New Year’s Financial Planning:?Get Your Money Ready For 2014

Money management in 2014Before you know it 2014 will be here. So what better time to plan what you will do with your money in the new year than right now?

“The holidays are often a distraction for consumers, but many financial advisers are warning consumers not to overlook their finances as doing so before year?s end could cost you,” says Jeff Motske, president and CEO of Trilogy Financial Services. ?The hustle and bustle of the holidays often distract people from making significant end-of-the-year financial decisions that they may come to regret.”

So what are some financial actions you should take in 2014?

Take a look at your portfolio, says Nick Ventura, president and CEO of Ventura Wealth Management. “The bond market depreciated the past year, and investors who held onto bonds or continued to invest in them suffered. Bond investment returns are minimal, at best, while stocks shot up to 25 percent,” he says. “So for 2014, be savvy about which classes funds rotate into: tech, transportation, industrial, healthcare, pharmaceuticals and small cap funds seem promising.”

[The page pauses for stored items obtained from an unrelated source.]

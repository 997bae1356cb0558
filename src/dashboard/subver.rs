//! Peer partitioning and client version distribution
use super::models::{GeneralStats, PeerView, SubverDistribution, SubverStat};
use std::collections::HashMap;

/// Split peers by direction, keeping node order inside each side
pub fn partition(peers: Vec<PeerView>) -> (Vec<PeerView>, Vec<PeerView>) {
    peers.into_iter().partition(|p| p.inbound)
}

pub fn general_stats(inbound: &[PeerView], outbound: &[PeerView]) -> GeneralStats {
    GeneralStats::new(inbound.len(), outbound.len())
}

pub fn distribution(inbound: &[PeerView], outbound: &[PeerView]) -> SubverDistribution {
    SubverDistribution {
        inbound: subver_stats(inbound),
        outbound: subver_stats(outbound),
    }
}

/// Share of each client version within one partition
///
/// Versions keep the order they are first seen in. Peers without a version
/// string are not grouped but still count towards the divisor.
pub fn subver_stats(peers: &[PeerView]) -> Vec<SubverStat> {
    if peers.is_empty() {
        return Vec::new();
    }

    let mut order: Vec<&str> = Vec::new();
    let mut counts: HashMap<&str, usize> = HashMap::new();
    for subver in peers.iter().filter_map(|p| p.subver.as_deref()) {
        let count = counts.entry(subver).or_insert_with(|| {
            order.push(subver);
            0
        });
        *count += 1;
    }

    let total = peers.len() as f64;
    order
        .into_iter()
        .map(|subver| SubverStat {
            server: subver.to_string(),
            percentage: round2(counts[subver] as f64 * 100.0 / total),
        })
        .collect()
}

/// Round half-up at the second decimal
fn round2(value: f64) -> f64 {
    (value * 100.0).round() / 100.0
}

But, says wealth manager Brian King at Plancorp, “Bonds are not for income. Due to low interest rates, bonds are not producing as much income as they have in the past. Bonds should be a part of your portfolio to provide security, not income. It’s not worth the risk to switch to lower quality bonds to produce more income.”

Ventura also adds that since the U.S. market did well in 2013, it might be time to look elsewhere. “The U.S. did well, and it’s rare for a market to continue into a second consecutive big year,” he points out. “Heading into 2014, investors should look internationally, perhaps to Europe, for growth.”

If you are worried about investing because of recent economic and political events, King advises that investors should stay the course and focus on the long-term plan, rather than worry about short-term noise and market movement.

Examine your tax situation. “Consider tax loss harvesting,” says Motske. “It’s a technique used to lower taxes while maintaining the expected risk and return profile in a portfolio. Talk to your financial advisor to see if this is a sound strategy for you.”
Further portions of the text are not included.